WORK TO COMPLETE =>
Transcribe exactly the span of lines that begins the records and ends with the line holding "for plain seeds.", both boundary lines included.
------ MATERIAL PROVIDED ------
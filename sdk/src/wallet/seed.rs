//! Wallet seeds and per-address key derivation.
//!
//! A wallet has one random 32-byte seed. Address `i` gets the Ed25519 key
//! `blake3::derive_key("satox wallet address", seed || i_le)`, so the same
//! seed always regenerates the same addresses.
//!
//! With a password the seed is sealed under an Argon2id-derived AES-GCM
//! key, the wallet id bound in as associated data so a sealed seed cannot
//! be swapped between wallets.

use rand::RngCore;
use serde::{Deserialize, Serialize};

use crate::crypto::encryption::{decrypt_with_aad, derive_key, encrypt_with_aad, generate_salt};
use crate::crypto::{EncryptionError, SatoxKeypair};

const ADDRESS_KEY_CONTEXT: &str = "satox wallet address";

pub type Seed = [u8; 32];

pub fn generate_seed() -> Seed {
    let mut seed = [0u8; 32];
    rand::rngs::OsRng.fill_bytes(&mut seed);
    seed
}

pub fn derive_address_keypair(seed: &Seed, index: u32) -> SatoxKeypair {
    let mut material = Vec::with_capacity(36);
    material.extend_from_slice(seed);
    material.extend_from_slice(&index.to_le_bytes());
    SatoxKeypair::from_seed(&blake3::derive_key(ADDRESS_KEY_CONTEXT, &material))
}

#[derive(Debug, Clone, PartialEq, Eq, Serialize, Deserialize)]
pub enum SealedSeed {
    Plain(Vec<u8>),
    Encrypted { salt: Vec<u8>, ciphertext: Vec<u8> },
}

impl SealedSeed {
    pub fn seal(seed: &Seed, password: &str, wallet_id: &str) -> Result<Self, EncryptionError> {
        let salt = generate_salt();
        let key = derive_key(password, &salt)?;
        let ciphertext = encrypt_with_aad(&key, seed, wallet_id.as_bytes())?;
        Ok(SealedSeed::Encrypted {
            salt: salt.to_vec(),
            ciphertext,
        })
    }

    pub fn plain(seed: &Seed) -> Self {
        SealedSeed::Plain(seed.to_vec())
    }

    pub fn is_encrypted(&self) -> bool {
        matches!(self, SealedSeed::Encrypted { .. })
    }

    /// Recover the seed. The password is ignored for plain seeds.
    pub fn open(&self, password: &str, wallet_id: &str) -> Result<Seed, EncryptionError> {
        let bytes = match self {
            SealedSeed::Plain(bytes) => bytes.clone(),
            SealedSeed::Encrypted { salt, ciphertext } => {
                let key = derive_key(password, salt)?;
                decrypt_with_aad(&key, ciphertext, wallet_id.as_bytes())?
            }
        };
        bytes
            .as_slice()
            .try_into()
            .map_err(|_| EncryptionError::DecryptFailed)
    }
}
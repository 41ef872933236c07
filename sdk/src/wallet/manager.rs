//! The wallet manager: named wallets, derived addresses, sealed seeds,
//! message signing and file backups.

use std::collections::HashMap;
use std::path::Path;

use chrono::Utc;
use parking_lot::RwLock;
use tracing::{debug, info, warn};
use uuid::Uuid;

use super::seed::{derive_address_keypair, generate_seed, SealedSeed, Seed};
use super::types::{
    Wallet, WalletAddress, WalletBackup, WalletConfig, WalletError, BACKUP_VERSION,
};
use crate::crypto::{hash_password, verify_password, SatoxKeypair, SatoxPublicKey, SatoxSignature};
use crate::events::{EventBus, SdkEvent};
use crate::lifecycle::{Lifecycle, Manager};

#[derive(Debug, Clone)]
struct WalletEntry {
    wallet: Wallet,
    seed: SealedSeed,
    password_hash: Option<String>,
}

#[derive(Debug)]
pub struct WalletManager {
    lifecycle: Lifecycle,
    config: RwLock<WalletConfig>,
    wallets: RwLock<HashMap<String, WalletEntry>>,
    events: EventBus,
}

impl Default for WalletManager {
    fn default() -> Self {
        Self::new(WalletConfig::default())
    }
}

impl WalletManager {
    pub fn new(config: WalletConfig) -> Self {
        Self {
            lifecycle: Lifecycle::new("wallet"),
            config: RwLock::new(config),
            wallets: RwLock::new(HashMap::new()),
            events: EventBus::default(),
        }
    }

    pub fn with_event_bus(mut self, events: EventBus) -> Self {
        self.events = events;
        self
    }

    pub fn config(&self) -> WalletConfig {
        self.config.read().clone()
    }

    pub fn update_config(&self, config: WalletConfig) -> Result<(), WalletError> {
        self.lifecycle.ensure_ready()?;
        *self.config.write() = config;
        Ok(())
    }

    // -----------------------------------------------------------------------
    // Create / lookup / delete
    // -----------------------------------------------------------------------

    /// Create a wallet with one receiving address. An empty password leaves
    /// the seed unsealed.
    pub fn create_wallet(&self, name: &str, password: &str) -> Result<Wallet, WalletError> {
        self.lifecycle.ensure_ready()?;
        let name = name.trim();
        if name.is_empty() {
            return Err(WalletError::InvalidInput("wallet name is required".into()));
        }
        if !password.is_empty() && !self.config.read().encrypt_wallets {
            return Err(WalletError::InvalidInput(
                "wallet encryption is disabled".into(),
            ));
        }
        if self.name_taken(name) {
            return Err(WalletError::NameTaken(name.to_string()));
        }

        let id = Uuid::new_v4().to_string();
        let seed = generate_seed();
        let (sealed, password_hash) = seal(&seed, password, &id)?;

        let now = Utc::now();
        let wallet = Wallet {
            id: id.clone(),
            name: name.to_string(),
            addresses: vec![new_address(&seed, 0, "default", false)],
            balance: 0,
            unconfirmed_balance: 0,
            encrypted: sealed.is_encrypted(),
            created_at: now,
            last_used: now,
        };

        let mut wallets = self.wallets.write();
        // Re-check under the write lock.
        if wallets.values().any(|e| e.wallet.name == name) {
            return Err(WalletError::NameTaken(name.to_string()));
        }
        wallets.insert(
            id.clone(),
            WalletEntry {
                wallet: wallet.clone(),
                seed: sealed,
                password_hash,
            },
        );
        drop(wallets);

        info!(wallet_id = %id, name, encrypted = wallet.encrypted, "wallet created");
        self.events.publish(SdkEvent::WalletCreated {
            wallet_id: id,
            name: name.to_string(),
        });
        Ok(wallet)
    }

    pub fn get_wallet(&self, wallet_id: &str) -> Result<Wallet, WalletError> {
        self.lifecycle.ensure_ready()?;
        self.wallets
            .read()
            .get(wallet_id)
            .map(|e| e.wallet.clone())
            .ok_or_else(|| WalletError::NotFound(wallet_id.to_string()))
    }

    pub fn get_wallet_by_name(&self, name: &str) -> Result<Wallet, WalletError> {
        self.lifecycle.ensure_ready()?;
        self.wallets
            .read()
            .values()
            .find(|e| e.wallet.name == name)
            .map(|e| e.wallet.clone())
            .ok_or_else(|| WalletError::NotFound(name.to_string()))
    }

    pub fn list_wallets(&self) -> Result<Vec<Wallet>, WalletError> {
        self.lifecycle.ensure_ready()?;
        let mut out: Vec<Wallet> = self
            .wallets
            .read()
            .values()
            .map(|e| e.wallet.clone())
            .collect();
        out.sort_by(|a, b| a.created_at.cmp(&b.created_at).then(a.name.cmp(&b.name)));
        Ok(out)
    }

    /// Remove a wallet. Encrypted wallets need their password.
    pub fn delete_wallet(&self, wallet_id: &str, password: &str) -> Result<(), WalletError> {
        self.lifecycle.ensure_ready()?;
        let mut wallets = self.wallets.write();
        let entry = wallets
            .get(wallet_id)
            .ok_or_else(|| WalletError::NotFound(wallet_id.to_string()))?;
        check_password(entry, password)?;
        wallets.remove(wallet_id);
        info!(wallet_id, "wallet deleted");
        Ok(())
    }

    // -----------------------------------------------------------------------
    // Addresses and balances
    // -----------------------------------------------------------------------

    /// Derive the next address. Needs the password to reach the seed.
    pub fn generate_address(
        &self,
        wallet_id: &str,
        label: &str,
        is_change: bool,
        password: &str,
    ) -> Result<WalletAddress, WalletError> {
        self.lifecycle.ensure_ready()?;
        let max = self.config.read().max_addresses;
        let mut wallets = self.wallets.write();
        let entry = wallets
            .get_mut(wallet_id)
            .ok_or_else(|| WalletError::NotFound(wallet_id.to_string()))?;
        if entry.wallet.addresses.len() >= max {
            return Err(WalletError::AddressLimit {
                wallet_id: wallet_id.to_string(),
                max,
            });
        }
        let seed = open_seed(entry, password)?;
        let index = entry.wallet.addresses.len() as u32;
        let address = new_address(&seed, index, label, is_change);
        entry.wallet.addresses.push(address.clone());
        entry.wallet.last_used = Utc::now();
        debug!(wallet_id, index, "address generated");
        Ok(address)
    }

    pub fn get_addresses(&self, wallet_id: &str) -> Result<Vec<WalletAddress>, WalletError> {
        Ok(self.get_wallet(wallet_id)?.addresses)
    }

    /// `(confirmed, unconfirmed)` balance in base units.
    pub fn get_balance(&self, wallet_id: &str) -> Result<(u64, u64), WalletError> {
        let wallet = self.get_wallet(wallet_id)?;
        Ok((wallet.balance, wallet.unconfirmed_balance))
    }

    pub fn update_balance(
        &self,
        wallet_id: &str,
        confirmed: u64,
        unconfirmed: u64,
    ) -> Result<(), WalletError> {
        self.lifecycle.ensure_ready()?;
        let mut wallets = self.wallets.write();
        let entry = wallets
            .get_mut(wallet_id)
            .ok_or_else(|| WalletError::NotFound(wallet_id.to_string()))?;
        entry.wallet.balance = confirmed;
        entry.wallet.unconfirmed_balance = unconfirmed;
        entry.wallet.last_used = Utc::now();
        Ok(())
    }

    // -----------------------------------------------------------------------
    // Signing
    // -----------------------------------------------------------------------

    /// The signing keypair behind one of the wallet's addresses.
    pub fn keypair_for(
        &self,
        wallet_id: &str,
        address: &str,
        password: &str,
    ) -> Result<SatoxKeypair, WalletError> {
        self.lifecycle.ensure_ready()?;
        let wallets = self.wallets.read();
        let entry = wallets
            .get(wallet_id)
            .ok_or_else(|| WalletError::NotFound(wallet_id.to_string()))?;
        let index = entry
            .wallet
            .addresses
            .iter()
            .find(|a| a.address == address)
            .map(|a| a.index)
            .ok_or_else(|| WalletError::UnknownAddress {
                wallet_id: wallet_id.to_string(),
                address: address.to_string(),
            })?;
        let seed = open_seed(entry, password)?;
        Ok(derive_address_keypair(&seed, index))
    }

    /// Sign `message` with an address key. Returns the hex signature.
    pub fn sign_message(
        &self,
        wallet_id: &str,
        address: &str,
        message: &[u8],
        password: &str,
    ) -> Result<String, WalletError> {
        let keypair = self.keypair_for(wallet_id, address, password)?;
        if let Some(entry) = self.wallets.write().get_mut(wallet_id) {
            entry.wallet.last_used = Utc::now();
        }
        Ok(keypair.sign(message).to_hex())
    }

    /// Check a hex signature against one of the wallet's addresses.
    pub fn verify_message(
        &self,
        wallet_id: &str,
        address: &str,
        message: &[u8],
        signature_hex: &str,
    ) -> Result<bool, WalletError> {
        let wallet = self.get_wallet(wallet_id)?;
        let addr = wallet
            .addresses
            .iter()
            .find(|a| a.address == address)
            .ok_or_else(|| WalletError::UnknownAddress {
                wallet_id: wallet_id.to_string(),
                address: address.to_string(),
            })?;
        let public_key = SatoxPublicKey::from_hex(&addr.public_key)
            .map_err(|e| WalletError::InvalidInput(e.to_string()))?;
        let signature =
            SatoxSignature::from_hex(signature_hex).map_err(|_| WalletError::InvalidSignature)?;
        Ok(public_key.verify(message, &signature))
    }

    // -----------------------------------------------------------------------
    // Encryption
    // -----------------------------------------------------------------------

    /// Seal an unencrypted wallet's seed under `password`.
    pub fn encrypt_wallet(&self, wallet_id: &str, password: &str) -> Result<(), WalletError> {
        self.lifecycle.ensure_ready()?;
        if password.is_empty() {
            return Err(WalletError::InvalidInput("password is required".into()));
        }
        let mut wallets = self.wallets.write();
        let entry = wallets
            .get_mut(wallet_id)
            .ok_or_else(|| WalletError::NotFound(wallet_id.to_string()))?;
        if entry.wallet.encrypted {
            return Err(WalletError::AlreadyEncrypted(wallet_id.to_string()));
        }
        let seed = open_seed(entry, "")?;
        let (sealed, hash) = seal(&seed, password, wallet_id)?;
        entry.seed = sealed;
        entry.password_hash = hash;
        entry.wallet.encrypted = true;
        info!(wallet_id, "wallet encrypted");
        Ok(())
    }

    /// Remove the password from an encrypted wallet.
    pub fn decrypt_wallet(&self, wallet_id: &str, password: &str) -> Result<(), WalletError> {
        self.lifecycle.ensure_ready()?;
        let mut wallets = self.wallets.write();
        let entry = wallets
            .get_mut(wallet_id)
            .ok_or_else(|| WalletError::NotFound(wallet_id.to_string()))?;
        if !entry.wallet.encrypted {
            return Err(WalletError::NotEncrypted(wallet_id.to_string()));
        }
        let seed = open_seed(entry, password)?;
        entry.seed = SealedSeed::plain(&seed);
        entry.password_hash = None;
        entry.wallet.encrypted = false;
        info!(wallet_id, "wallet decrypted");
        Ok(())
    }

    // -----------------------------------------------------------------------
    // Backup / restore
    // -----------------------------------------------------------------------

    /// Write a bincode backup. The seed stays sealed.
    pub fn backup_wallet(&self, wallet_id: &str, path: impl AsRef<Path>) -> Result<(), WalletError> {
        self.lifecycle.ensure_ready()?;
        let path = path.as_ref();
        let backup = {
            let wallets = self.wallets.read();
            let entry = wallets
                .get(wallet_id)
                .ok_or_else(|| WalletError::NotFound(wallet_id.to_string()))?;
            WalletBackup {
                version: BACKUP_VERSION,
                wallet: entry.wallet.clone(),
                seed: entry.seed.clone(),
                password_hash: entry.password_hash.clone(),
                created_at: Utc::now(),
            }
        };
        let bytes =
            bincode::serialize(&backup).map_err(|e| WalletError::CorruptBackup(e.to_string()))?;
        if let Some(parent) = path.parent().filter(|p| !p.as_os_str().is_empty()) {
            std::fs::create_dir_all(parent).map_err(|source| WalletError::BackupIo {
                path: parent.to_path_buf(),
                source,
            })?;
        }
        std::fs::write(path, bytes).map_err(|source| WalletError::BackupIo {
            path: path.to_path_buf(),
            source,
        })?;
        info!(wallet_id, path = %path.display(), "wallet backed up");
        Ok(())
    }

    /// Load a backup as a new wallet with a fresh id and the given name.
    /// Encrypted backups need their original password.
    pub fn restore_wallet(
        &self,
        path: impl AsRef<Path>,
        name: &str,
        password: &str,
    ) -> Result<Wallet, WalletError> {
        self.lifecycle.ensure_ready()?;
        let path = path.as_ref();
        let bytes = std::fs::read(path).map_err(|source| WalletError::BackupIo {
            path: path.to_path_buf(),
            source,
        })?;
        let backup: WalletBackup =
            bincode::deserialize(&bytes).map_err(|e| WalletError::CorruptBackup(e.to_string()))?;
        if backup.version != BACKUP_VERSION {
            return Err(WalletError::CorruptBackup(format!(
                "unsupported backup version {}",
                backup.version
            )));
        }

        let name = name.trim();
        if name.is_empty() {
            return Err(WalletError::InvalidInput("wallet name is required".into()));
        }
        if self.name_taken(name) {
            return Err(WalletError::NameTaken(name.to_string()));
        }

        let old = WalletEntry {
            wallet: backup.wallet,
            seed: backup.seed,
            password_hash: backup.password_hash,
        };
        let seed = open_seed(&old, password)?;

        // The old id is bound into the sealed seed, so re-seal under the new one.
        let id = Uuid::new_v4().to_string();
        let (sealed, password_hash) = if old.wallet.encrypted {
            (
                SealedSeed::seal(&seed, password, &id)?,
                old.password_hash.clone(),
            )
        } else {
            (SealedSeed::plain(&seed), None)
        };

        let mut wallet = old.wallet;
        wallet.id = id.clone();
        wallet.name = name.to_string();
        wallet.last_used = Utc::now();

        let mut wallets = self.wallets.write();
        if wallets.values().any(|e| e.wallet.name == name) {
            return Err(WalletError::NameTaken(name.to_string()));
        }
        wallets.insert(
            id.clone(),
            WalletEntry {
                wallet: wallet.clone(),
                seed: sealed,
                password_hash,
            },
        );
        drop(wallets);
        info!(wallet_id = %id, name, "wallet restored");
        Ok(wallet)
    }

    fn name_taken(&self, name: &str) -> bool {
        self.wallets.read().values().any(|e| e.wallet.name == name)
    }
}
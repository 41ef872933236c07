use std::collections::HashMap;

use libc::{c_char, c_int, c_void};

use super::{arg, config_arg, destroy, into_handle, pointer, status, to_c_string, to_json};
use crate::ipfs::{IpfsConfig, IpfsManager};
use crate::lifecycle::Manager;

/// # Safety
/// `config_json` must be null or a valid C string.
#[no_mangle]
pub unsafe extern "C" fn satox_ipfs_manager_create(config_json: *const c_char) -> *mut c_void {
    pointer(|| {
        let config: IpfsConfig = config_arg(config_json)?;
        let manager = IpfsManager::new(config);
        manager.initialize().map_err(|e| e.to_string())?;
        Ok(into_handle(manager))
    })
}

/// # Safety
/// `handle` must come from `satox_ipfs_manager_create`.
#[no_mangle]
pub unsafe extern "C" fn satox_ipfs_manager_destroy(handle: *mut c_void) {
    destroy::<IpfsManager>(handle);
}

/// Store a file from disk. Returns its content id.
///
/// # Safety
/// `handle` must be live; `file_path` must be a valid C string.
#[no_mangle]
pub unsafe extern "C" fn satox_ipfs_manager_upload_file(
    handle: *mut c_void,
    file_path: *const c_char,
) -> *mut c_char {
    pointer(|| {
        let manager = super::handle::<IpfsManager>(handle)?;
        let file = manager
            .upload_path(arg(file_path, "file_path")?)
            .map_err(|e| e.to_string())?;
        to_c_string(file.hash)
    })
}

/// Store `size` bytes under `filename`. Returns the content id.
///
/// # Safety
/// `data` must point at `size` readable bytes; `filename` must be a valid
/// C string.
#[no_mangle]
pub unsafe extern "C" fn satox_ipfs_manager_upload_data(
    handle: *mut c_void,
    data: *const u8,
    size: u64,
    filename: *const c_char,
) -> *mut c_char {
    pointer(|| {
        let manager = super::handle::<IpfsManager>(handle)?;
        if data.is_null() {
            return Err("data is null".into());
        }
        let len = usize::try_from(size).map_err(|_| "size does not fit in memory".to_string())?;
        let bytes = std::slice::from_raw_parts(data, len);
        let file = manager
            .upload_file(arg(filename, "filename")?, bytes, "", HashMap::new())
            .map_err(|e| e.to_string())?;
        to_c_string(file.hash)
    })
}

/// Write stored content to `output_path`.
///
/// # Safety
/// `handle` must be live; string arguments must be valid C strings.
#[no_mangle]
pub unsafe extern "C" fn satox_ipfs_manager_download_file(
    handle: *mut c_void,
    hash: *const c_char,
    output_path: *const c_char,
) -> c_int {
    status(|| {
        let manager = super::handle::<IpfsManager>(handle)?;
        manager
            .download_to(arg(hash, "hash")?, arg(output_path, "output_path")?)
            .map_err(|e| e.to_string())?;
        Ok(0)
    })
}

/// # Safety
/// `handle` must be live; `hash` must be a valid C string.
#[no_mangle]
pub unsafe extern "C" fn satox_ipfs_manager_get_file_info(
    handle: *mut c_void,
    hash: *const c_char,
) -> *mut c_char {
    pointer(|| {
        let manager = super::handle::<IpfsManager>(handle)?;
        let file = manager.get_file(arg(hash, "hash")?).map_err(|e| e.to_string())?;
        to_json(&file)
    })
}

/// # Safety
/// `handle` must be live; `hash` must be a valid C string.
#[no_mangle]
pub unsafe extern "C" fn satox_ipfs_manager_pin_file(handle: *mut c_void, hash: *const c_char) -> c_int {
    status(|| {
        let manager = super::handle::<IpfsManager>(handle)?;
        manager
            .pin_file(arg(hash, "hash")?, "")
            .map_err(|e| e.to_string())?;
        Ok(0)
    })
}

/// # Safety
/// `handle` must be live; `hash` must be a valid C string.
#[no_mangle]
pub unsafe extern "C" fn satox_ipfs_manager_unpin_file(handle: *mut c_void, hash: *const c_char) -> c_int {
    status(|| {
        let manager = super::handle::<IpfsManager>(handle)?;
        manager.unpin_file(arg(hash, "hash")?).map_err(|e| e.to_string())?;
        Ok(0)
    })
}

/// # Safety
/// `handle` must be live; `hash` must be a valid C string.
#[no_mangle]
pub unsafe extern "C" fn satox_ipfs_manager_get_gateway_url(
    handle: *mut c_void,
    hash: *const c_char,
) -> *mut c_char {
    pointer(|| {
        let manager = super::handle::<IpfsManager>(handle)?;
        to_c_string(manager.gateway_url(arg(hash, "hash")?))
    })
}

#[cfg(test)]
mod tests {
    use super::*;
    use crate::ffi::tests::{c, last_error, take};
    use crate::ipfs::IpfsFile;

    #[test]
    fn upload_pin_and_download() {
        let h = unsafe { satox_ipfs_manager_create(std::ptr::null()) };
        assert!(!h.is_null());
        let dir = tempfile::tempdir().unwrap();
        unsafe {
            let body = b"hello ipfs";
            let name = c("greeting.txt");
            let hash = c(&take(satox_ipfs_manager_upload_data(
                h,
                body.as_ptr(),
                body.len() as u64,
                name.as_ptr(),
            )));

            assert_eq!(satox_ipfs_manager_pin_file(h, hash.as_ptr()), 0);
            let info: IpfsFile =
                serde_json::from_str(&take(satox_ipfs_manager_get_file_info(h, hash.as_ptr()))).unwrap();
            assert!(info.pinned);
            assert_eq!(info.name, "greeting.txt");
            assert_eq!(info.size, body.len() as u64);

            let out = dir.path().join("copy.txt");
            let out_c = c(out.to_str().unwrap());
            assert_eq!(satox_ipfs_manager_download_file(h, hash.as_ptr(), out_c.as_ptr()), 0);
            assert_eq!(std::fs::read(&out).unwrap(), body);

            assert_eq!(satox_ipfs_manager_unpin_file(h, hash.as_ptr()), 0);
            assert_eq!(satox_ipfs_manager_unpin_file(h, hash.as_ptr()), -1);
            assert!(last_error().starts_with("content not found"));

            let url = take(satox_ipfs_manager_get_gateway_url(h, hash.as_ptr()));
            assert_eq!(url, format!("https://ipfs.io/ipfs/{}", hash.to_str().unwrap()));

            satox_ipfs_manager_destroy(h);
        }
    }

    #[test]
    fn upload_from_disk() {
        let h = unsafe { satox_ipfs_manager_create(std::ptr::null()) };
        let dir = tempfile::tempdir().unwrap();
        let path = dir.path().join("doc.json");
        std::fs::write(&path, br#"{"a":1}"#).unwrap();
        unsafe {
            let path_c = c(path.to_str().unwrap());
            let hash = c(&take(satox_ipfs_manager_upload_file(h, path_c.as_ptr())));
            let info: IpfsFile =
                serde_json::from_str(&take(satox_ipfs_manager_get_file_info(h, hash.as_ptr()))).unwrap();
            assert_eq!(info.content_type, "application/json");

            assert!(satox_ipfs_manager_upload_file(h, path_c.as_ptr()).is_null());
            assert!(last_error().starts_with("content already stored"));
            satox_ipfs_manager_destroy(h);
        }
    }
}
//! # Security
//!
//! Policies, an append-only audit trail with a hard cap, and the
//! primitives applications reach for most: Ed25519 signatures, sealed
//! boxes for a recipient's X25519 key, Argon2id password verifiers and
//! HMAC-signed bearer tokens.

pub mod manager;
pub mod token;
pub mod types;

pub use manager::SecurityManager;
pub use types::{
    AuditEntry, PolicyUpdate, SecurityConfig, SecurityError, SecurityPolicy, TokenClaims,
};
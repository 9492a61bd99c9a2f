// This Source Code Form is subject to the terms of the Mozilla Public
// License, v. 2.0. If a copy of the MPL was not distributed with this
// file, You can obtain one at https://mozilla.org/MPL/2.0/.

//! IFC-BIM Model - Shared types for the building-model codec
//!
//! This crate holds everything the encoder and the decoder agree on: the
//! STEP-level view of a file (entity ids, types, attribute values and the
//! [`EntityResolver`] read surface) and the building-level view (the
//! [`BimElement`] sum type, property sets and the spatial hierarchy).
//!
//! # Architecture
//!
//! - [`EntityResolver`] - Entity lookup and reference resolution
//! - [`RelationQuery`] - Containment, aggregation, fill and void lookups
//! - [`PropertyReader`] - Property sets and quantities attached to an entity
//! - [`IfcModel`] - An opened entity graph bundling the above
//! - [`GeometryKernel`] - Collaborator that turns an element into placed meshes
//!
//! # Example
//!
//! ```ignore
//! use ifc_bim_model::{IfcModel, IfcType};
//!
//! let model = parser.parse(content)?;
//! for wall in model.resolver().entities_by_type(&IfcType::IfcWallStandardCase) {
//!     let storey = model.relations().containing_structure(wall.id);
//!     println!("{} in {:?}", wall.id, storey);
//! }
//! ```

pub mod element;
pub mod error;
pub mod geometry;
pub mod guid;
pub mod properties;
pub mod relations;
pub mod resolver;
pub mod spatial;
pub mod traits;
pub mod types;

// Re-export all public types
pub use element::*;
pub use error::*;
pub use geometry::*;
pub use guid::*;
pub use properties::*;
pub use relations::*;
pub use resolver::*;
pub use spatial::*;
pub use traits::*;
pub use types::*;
------
ANSWER SECTION =>
filename sdk/src/wallet/seed.rs
//! Wallet seeds and per-address key derivation.
//!
//! A wallet has one random 32-byte seed. Address `i` gets the Ed25519 key
//! `blake3::derive_key("satox wallet address", seed || i_le)`, so the same
//! seed always regenerates the same addresses.
//!
//! With a password the seed is sealed under an Argon2id-derived AES-GCM
//! key, the wallet id bound in as associated data so a sealed seed cannot
//! be swapped between wallets.

use rand::RngCore;
use serde::{Deserialize, Serialize};

use crate::crypto::encryption::{decrypt_with_aad, derive_key, encrypt_with_aad, generate_salt};
use crate::crypto::{EncryptionError, SatoxKeypair};

const ADDRESS_KEY_CONTEXT: &str = "satox wallet address";

pub type Seed = [u8; 32];

pub fn generate_seed() -> Seed {
    let mut seed = [0u8; 32];
    rand::rngs::OsRng.fill_bytes(&mut seed);
    seed
}

pub fn derive_address_keypair(seed: &Seed, index: u32) -> SatoxKeypair {
    let mut material = Vec::with_capacity(36);
    material.extend_from_slice(seed);
    material.extend_from_slice(&index.to_le_bytes());
    SatoxKeypair::from_seed(&blake3::derive_key(ADDRESS_KEY_CONTEXT, &material))
}

#[derive(Debug, Clone, PartialEq, Eq, Serialize, Deserialize)]
pub enum SealedSeed {
    Plain(Vec<u8>),
    Encrypted { salt: Vec<u8>, ciphertext: Vec<u8> },
}

impl SealedSeed {
    pub fn seal(seed: &Seed, password: &str, wallet_id: &str) -> Result<Self, EncryptionError> {
        let salt = generate_salt();
        let key = derive_key(password, &salt)?;
        let ciphertext = encrypt_with_aad(&key, seed, wallet_id.as_bytes())?;
        Ok(SealedSeed::Encrypted {
            salt: salt.to_vec(),
            ciphertext,
        })
    }

    pub fn plain(seed: &Seed) -> Self {
        SealedSeed::Plain(seed.to_vec())
    }

    pub fn is_encrypted(&self) -> bool {
        matches!(self, SealedSeed::Encrypted { .. })
    }

    /// Recover the seed. The password is ignored for plain seeds.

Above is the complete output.